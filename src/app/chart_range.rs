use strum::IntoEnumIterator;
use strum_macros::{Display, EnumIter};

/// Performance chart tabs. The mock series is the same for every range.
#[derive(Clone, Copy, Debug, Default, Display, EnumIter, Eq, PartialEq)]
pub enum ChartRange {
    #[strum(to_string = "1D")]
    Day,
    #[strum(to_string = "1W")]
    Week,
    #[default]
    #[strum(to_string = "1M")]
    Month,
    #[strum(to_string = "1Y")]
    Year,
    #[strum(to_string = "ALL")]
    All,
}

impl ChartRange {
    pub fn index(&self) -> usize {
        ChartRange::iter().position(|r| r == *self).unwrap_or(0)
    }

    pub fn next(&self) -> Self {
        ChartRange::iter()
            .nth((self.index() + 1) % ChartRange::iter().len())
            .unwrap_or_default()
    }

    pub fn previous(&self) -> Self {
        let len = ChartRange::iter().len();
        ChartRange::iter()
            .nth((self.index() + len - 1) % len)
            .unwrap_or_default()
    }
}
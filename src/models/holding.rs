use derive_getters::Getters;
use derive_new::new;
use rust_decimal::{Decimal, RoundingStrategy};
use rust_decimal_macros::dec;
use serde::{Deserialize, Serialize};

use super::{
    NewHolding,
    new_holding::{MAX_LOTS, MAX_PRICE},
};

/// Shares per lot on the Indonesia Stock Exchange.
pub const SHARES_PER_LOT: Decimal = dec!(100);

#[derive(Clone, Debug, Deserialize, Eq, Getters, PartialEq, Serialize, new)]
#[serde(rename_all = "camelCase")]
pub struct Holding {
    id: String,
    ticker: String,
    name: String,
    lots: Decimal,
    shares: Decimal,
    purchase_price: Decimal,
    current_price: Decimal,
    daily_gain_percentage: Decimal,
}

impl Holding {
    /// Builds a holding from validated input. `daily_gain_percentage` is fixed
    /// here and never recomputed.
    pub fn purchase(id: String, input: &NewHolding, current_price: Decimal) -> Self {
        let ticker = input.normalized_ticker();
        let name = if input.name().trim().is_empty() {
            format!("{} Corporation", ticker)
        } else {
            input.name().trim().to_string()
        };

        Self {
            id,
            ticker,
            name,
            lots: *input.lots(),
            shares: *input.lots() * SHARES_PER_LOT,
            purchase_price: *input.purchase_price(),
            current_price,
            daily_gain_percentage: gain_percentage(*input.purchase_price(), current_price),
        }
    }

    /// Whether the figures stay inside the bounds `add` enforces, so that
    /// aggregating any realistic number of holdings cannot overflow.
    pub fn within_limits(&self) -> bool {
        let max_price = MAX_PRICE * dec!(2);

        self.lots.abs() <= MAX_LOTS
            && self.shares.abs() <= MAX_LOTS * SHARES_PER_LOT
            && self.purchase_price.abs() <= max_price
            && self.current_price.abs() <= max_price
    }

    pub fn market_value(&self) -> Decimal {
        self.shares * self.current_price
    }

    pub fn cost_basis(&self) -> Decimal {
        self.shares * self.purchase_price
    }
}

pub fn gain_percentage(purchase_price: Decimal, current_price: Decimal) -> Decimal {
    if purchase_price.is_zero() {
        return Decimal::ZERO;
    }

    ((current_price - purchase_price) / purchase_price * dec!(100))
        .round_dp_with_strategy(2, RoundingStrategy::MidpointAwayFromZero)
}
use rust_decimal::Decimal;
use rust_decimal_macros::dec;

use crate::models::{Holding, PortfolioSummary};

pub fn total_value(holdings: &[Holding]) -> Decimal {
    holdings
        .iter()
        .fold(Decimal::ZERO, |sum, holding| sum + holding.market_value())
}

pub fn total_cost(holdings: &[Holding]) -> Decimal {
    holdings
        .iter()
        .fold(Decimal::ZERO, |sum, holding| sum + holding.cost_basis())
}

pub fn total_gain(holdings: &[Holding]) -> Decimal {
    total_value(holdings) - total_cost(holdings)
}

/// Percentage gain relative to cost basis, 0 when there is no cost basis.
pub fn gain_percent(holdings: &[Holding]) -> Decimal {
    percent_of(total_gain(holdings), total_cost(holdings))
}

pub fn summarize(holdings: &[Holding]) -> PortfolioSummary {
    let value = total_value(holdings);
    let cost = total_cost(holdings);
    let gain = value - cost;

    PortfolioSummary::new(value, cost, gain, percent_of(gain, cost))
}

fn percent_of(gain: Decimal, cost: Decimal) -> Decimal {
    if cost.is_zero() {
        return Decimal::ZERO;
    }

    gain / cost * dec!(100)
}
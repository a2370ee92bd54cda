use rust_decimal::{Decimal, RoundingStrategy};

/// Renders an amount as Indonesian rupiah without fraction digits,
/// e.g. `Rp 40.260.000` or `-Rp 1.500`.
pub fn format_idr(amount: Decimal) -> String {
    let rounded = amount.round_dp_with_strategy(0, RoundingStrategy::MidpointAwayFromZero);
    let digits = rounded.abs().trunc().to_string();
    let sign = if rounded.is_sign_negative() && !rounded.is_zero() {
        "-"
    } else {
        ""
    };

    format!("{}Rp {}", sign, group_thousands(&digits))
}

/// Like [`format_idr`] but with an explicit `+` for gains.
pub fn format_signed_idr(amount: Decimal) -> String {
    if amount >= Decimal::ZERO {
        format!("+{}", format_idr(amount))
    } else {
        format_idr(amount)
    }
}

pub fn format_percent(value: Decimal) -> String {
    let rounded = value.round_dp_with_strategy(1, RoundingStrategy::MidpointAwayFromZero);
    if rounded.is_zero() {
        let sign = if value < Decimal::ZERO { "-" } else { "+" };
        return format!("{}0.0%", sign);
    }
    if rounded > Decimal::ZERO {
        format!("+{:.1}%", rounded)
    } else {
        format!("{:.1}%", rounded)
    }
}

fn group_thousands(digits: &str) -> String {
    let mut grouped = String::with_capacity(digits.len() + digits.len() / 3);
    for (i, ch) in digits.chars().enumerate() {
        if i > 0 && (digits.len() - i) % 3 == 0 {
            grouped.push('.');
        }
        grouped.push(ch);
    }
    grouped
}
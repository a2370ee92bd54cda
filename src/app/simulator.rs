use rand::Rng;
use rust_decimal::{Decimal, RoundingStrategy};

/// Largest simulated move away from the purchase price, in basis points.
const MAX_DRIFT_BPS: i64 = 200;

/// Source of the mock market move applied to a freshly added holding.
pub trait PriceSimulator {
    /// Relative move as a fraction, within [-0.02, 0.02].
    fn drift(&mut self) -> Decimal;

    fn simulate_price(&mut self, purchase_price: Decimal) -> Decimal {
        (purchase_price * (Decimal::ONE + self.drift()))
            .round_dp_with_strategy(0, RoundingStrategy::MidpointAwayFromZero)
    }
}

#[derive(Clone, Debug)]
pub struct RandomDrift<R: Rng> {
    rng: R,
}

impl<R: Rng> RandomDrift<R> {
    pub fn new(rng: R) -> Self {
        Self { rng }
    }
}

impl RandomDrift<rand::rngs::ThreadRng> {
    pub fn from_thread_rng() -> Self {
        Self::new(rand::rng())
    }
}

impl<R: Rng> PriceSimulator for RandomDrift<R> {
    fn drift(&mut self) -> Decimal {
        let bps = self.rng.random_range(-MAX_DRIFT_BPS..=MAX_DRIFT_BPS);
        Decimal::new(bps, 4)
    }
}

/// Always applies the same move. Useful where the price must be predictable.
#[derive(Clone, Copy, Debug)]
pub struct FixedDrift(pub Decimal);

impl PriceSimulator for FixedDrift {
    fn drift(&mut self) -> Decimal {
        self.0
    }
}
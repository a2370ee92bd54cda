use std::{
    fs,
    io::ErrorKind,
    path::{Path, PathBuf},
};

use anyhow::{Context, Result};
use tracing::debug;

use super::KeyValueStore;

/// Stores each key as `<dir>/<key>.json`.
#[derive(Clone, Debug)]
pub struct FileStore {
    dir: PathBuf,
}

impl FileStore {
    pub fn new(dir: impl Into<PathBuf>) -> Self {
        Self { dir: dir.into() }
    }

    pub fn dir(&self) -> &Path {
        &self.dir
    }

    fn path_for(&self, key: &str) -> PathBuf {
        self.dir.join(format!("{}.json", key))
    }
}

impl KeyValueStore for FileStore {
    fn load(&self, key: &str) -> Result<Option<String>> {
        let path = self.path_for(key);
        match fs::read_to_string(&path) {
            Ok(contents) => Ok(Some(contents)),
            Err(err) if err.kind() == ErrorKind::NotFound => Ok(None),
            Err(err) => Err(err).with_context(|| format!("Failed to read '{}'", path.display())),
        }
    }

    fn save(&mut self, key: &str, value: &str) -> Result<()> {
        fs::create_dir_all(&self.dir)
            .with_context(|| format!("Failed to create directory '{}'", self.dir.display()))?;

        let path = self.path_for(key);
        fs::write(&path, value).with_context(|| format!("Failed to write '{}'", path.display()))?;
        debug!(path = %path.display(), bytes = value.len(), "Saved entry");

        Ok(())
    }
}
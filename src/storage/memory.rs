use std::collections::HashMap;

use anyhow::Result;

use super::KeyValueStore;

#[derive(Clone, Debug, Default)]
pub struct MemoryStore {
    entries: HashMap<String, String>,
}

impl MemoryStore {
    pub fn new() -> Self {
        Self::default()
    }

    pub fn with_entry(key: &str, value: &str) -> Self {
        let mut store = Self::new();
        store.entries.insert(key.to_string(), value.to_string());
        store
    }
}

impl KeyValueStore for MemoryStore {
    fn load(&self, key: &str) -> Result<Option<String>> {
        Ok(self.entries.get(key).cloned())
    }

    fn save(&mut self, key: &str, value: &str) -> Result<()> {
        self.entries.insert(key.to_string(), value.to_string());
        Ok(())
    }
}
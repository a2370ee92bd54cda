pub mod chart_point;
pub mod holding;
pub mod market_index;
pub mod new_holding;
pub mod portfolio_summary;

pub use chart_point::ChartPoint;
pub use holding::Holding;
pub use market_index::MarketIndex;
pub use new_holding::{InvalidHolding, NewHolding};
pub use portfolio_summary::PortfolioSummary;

--------------------------------------------------

Set down verbatim only the lines between the start of the data above and the line with "Decimal) -> Self", both boundaries included.

filename src/app/chart_range.rs
use strum::IntoEnumIterator;
use strum_macros::{Display, EnumIter};

/// Performance chart tabs. The mock series is the same for every range.
#[derive(Clone, Copy, Debug, Default, Display, EnumIter, Eq, PartialEq)]
pub enum ChartRange {
    #[strum(to_string = "1D")]
    Day,
    #[strum(to_string = "1W")]
    Week,
    #[default]
    #[strum(to_string = "1M")]
    Month,
    #[strum(to_string = "1Y")]
    Year,
    #[strum(to_string = "ALL")]
    All,
}

impl ChartRange {
    pub fn index(&self) -> usize {
        ChartRange::iter().position(|r| r == *self).unwrap_or(0)
    }

    pub fn next(&self) -> Self {
        ChartRange::iter()
            .nth((self.index() + 1) % ChartRange::iter().len())
            .unwrap_or_default()
    }

    pub fn previous(&self) -> Self {
        let len = ChartRange::iter().len();
        ChartRange::iter()
            .nth((self.index() + len - 1) % len)
            .unwrap_or_default()
    }
}
filename src/models/holding.rs
use derive_getters::Getters;
use derive_new::new;
use rust_decimal::{Decimal, RoundingStrategy};
use rust_decimal_macros::dec;
use serde::{Deserialize, Serialize};

use super::{
    NewHolding,
    new_holding::{MAX_LOTS, MAX_PRICE},
};

/// Shares per lot on the Indonesia Stock Exchange.
pub const SHARES_PER_LOT: Decimal = dec!(100);

#[derive(Clone, Debug, Deserialize, Eq, Getters, PartialEq, Serialize, new)]
#[serde(rename_all = "camelCase")]
pub struct Holding {
    id: String,
    ticker: String,
    name: String,
    lots: Decimal,
    shares: Decimal,
    purchase_price: Decimal,
    current_price: Decimal,
    daily_gain_percentage: Decimal,
}

impl Holding {
    /// Builds a holding from validated input. `daily_gain_percentage` is fixed
    /// here and never recomputed.
    pub fn purchase(id: String, input: &NewHolding, current_price: Decimal) -> Self {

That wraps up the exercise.